Siedziałam, trzymając ją za dłoń i ocierając co chwila łzy. W duchu modliłam się by przeżyła. Jej stan był krytyczny. Złamana noga, kilka żeber, cała w siniakach i wciąż na haju. Najprawdopodobniej od kilku dni nie była w ogóle 'świadoma' - co kilka godzin wstrzykiwali jej narkotyki. Kiedy już prawie się otrząsnęła z jednej dawki, dostawała drugą. W dodatku była podczas tego bita. Kiedy ją znaleźli nawet nie zareagowała. Nie poruszyła się, nie spojrzała na nich - nic. Pewnie spodziewała się podania kolejnej dawki, co było już u niej codziennością.

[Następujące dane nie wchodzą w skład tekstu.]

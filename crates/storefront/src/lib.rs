//! Shoebox Storefront library.
//!
//! This crate provides the storefront functionality as a library,
//! allowing it to be tested and reused.

#![cfg_attr(not(test), forbid(unsafe_code))]

pub mod catalog;
pub mod config;
pub mod models;
pub mod notify;
pub mod routes;
pub mod services;
pub mod state;
pub mod storage;
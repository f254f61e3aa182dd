//! User-facing notification sink.
//!
//! Cart operations report every failure here with the exact message the
//! user should see. Reporting is fire-and-forget; the sink never affects
//! the outcome of the operation.

/// Sink for one-line user-facing error messages.
pub trait Notifier: Send + Sync {
    /// Surface `message` to the user.
    fn report(&self, message: &str);
}

/// Notifier backed by the tracing pipeline.
///
/// The message still reaches the browser as a toast through the route
/// layer; this sink gives operators the same line in the logs.
#[derive(Debug, Clone, Copy, Default)]
pub struct TracingNotifier;

impl Notifier for TracingNotifier {
    fn report(&self, message: &str) {
        tracing::warn!(user_message = %message, "Cart operation failed");
    }
}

Była torturowana, bita, poniżana, na skraju wytrzymałości. Gdyby jej nie znaleźli, teraz leżałaby zakopana pod ziemią. Z trudem oddychała, gdy ją wynosili nie miała siły nawet na podniesienie głowy. I podczas, gdy ja spałam z jej bratem, ona walczyła o życie. Kiedy ja objadałam się ciasteczkami i innymi, ona dostawała kolejną dawkę, podczas której jeszcze znęcali się nad nią. I nawet o niej nie pomyślałam, pewna, że teraz wychodzi na nową drogę. Ciekawe, czy w ogóle zorientowałabym się za dwa miesiące, że nie żyje. Jezu... Praktycznie to moja wina. Mogłam się nią zainteresować. Przecież to moja przyjaciółka. Nie mogę jej stracić. Ona nie zasługuje na taką śmierć, w takim wieku. Kurna, chciałabym by tamci skurwiele przeżyli to samo, bo śmierć dla nich to za mała kara. Zniszczyli jej życie. Kurwa, już nie tyle zniszczyli, co Gemma może teraz umrzeć.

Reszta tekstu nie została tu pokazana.